─── Entries supplied ───
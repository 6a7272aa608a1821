//! # bell-config
//!
//! Layered configuration loading for SchoolBell using figment.
//!
//! Configuration sources (in priority order, highest wins):
//! 1. Environment variables (`BELL_*` prefix, `__` as separator)
//! 2. Project-level `.bell/config.toml`
//! 3. User-level `~/.config/bell/config.toml`
//! 4. Built-in defaults
//!
//! # Environment Variable Mapping
//!
//! Figment maps `BELL_GENERAL__TIMEZONE` -> `general.timezone`,
//! `BELL_RELATIONSHIPS__ALLOW_NESTED_GROUPS` -> `relationships.allow_nested_groups`.
//!
//! # Usage
//!
//! ```no_run
//! use bell_config::BellConfig;
//!
//! let config = BellConfig::load_with_dotenv().expect("config");
//! config.validate().expect("valid config");
//! println!("observer timezone: {}", config.general.timezone);
//! ```

mod error;
mod general;
mod relationships;
mod timetable;

pub use error::ConfigError;
pub use general::GeneralConfig;
pub use relationships::RelationshipConfig;
pub use timetable::TimetableConfig;

use figment::{
    Figment,
    providers::{Env, Format, Serialized, Toml},
};
use serde::{Deserialize, Serialize};
use std::path::PathBuf;

#[derive(Debug, Clone, Default, Deserialize, Serialize)]
pub struct BellConfig {
    #[serde(default)]
    pub general: GeneralConfig,
    #[serde(default)]
    pub relationships: RelationshipConfig,
    #[serde(default)]
    pub timetable: TimetableConfig,
}

impl BellConfig {
    /// Load configuration from all sources (TOML files + environment variables).
    ///
    /// Does NOT call `dotenvy` -- use [`Self::load_with_dotenv`] if you need
    /// `.env` file loading.
    ///
    /// # Errors
    ///
    /// Returns `ConfigError::Figment` if a source cannot be parsed.
    pub fn load() -> Result<Self, ConfigError> {
        Self::figment().extract().map_err(ConfigError::from)
    }

    /// Load configuration with `.env` file support.
    ///
    /// # Errors
    ///
    /// Returns `ConfigError::Figment` if a source cannot be parsed.
    pub fn load_with_dotenv() -> Result<Self, ConfigError> {
        Self::load_dotenv_from_workspace();
        Self::load()
    }

    /// Load configuration from an explicit TOML file layered over the
    /// defaults, with environment variables still taking precedence.
    ///
    /// # Errors
    ///
    /// Returns `ConfigError::Figment` if the file cannot be parsed.
    pub fn load_from_file(path: impl Into<PathBuf>) -> Result<Self, ConfigError> {
        Figment::from(Serialized::defaults(Self::default()))
            .merge(Toml::file(path.into()))
            .merge(Env::prefixed("BELL_").split("__"))
            .extract()
            .map_err(ConfigError::from)
    }

    /// Build the figment provider chain.
    ///
    /// This is public so tests can inspect the figment directly or add
    /// additional providers on top.
    #[must_use]
    pub fn figment() -> Figment {
        let mut figment = Figment::from(Serialized::defaults(Self::default()));

        // Layer 1: User-global config
        if let Some(global_path) = Self::global_config_path() {
            if global_path.exists() {
                figment = figment.merge(Toml::file(global_path));
            }
        }

        // Layer 2: Project-local config
        let local_path = PathBuf::from(".bell/config.toml");
        if local_path.exists() {
            figment = figment.merge(Toml::file(local_path));
        }

        // Layer 3: Environment variables (highest priority)
        figment.merge(Env::prefixed("BELL_").split("__"))
    }

    /// Check values that deserialize fine but cannot be used.
    ///
    /// # Errors
    ///
    /// Returns `ConfigError::InvalidValue` for an unknown timezone or an
    /// empty weekly day list.
    pub fn validate(&self) -> Result<(), ConfigError> {
        self.general
            .tz()
            .map_err(|name| ConfigError::InvalidValue {
                field: "general.timezone".to_string(),
                reason: format!("unknown timezone '{name}'"),
            })?;

        if self.timetable.weekly_day_ids.is_empty() {
            return Err(ConfigError::InvalidValue {
                field: "timetable.weekly_day_ids".to_string(),
                reason: "at least one day id is required".to_string(),
            });
        }
        Ok(())
    }

    /// Path to the user-global config file.
    fn global_config_path() -> Option<PathBuf> {
        dirs::config_dir().map(|p| p.join("bell").join("config.toml"))
    }

    /// Load `.env` from the workspace root.
    ///
    /// Walks up from `CARGO_MANIFEST_DIR` (if available) looking for a `.env`
    /// file, then falls back to the current directory. Silently does nothing
    /// if no `.env` is found.
    fn load_dotenv_from_workspace() {
        if let Ok(manifest_dir) = std::env::var("CARGO_MANIFEST_DIR") {
            let mut dir = PathBuf::from(manifest_dir);
            // crate -> crates/ -> workspace root
            for _ in 0..3 {
                let env_path = dir.join(".env");
                if env_path.exists() {
                    let _ = dotenvy::from_path(&env_path);
                    return;
                }
                if !dir.pop() {
                    break;
                }
            }
        }

        let _ = dotenvy::dotenv();
    }
}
───
• **What is required**
Please restate every record above word for word.

• **Task output**
repository 6a7272aa608a1821
//! # bell-config
//!
//! Layered configuration loading for SchoolBell using figment.
//!
//! Configuration sources (in priority order, highest wins):
//! 1. Environment variables (`BELL_*` prefix, `__` as separator)
//! 2. Project-level `.bell/config.toml`
//! 3. User-level `~/.config/bell/config.toml`
//! 4. Built-in defaults
//!
//! # Environment Variable Mapping
//!
//! Figment maps `BELL_GENERAL__TIMEZONE` -> `general.timezone`,
//! `BELL_RELATIONSHIPS__ALLOW_NESTED_GROUPS` -> `relationships.allow_nested_groups`.
//!
//! # Usage
//!
//! ```no_run
//! use bell_config::BellConfig;
//!
//! let config = BellConfig::load_with_dotenv().expect("config");
//! config.validate().expect("valid config");
//! println!("observer timezone: {}", config.general.timezone);
//! ```

mod error;
mod general;
mod relationships;
mod timetable;

pub use error::ConfigError;
pub use general::GeneralConfig;
pub use relationships::RelationshipConfig;
pub use timetable::TimetableConfig;

use figment::{
    Figment,
    providers::{Env, Format, Serialized, Toml},
};
use serde::{Deserialize, Serialize};
use std::path::PathBuf;

#[derive(Debug, Clone, Default, Deserialize, Serialize)]
pub struct BellConfig {
    #[serde(default)]
    pub general: GeneralConfig,
    #[serde(default)]
    pub relationships: RelationshipConfig,
    #[serde(default)]
    pub timetable: TimetableConfig,
}

impl BellConfig {
    /// Load configuration from all sources (TOML files + environment variables).
    ///
    /// Does NOT call `dotenvy` -- use [`Self::load_with_dotenv`] if you need
    /// `.env` file loading.
    ///
    /// # Errors
    ///
    /// Returns `ConfigError::Figment` if a source cannot be parsed.
    pub fn load() -> Result<Self, ConfigError> {
        Self::figment().extract().map_err(ConfigError::from)
    }

    /// Load configuration with `.env` file support.
    ///
    /// # Errors
    ///
    /// Returns `ConfigError::Figment` if a source cannot be parsed.
    pub fn load_with_dotenv() -> Result<Self, ConfigError> {
        Self::load_dotenv_from_workspace();
        Self::load()
    }

    /// Load configuration from an explicit TOML file layered over the
    /// defaults, with environment variables still taking precedence.
    ///
    /// # Errors
    ///
    /// Returns `ConfigError::Figment` if the file cannot be parsed.
    pub fn load_from_file(path: impl Into<PathBuf>) -> Result<Self, ConfigError> {
        Figment::from(Serialized::defaults(Self::default()))
            .merge(Toml::file(path.into()))
            .merge(Env::prefixed("BELL_").split("__"))
            .extract()
            .map_err(ConfigError::from)
    }

    /// Build the figment provider chain.
    ///
    /// This is public so tests can inspect the figment directly or add
    /// additional providers on top.
    #[must_use]
    pub fn figment() -> Figment {
        let mut figment = Figment::from(Serialized::defaults(Self::default()));

        // Layer 1: User-global config
        if let Some(global_path) = Self::global_config_path() {
            if global_path.exists() {
                figment = figment.merge(Toml::file(global_path));
            }
        }

        // Layer 2: Project-local config
        let local_path = PathBuf::from(".bell/config.toml");
        if local_path.exists() {
            figment = figment.merge(Toml::file(local_path));
        }

        // Layer 3: Environment variables (highest priority)
        figment.merge(Env::prefixed("BELL_").split("__"))
    }

    /// Check values that deserialize fine but cannot be used.
    ///
    /// # Errors
    ///
    /// Returns `ConfigError::InvalidValue` for an unknown timezone or an
    /// empty weekly day list.
    pub fn validate(&self) -> Result<(), ConfigError> {
        self.general
            .tz()
            .map_err(|name| ConfigError::InvalidValue {
                field: "general.timezone".to_string(),
                reason: format!("unknown timezone '{name}'"),
            })?;

        if self.timetable.weekly_day_ids.is_empty() {
            return Err(ConfigError::InvalidValue {
                field: "timetable.weekly_day_ids".to_string(),
                reason: "at least one day id is required".to_string(),
            });
        }
        Ok(())
    }

    /// Path to the user-global config file.
    fn global_config_path() -> Option<PathBuf> {
        dirs::config_dir().map(|p| p.join("bell").join("config.toml"))
    }

    /// Load `.env` from the workspace root.
    ///
    /// Walks up from `CARGO_MANIFEST_DIR` (if available) looking for a `.env`
    /// file, then falls back to the current directory. Silently does nothing
    /// if no `.env` is found.
    fn load_dotenv_from_workspace() {
        if let Ok(manifest_dir) = std::env::var("CARGO_MANIFEST_DIR") {
            let mut dir = PathBuf::from(manifest_dir);
            // crate -> crates/ -> workspace root
            for _ in 0..3 {
                let env_path = dir.join(".env");
                if env_path.exists() {
                    let _ = dotenvy::from_path(&env_path);
                    return;
                }
                if !dir.pop() {
                    break;
                }
            }
        }

        let _ = dotenvy::dotenv();
    }
}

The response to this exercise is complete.